▶ **PROBLEM DETAILS**
In the records below, begin at the line containing "pub fn radians(self)" and end at the line containing "tilt.degrees().abs() <= self.rest_deadzone"; quote every line in that span exactly, including both boundary lines, and no others.

[Saved entries]

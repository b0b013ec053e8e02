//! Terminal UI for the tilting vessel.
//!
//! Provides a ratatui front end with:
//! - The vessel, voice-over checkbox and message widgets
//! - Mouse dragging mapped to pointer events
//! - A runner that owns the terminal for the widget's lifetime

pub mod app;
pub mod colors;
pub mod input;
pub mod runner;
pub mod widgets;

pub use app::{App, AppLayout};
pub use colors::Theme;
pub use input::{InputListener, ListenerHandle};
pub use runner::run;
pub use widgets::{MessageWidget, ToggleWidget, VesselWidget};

==

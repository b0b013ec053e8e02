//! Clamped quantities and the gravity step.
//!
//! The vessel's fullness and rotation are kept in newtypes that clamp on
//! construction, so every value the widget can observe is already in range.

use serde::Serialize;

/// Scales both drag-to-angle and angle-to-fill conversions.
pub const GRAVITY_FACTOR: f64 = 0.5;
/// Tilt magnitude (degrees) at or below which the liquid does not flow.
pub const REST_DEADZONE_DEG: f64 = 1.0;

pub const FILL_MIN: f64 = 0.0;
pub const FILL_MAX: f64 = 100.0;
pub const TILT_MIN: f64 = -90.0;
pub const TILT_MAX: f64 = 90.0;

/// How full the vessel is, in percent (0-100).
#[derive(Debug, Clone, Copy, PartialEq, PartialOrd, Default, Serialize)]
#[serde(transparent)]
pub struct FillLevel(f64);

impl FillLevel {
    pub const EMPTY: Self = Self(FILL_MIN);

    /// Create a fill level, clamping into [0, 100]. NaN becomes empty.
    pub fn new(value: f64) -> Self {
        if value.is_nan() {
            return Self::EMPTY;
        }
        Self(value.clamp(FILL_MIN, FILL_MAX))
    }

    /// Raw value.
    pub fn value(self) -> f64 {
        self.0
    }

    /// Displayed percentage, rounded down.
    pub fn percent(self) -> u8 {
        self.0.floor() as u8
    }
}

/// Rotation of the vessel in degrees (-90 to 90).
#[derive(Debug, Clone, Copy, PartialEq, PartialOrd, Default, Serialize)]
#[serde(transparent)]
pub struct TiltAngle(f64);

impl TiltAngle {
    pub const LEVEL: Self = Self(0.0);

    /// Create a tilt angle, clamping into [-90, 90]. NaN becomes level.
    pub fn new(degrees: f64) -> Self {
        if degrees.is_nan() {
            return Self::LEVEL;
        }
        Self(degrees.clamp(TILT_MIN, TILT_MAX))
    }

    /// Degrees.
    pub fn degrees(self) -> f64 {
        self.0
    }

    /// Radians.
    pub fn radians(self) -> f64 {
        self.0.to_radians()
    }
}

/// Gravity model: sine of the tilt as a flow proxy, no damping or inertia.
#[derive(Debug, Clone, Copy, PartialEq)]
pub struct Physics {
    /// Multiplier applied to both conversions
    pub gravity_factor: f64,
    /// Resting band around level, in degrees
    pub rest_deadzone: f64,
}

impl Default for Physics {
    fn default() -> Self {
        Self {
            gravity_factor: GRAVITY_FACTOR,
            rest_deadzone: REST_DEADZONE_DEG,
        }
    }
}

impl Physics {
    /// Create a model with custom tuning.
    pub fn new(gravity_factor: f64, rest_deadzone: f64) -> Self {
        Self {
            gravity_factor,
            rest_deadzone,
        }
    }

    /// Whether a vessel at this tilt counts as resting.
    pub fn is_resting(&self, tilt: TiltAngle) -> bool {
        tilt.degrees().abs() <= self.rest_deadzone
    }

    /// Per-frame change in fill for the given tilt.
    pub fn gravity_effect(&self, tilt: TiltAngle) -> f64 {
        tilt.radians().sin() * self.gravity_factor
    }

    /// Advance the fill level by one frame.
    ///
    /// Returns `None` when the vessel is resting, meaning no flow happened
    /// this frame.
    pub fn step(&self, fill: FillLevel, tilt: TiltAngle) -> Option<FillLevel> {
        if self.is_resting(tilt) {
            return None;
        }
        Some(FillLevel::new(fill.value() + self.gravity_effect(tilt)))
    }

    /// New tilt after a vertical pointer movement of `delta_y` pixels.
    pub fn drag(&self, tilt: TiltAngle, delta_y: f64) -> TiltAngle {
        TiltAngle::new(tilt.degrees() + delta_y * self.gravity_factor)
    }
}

▶ **ANSWER TO THIS TASK**
    pub fn radians(self) -> f64 {
        self.0.to_radians()
    }
}

/// Gravity model: sine of the tilt as a flow proxy, no damping or inertia.
#[derive(Debug, Clone, Copy, PartialEq)]
pub struct Physics {
    /// Multiplier applied to both conversions
    pub gravity_factor: f64,
    /// Resting band around level, in degrees
    pub rest_deadzone: f64,
}

impl Default for Physics {
    fn default() -> Self {
        Self {
            gravity_factor: GRAVITY_FACTOR,
            rest_deadzone: REST_DEADZONE_DEG,
        }
    }
}

impl Physics {
    /// Create a model with custom tuning.
    pub fn new(gravity_factor: f64, rest_deadzone: f64) -> Self {
        Self {
            gravity_factor,
            rest_deadzone,
        }
    }

    /// Whether a vessel at this tilt counts as resting.
    pub fn is_resting(&self, tilt: TiltAngle) -> bool {
        tilt.degrees().abs() <= self.rest_deadzone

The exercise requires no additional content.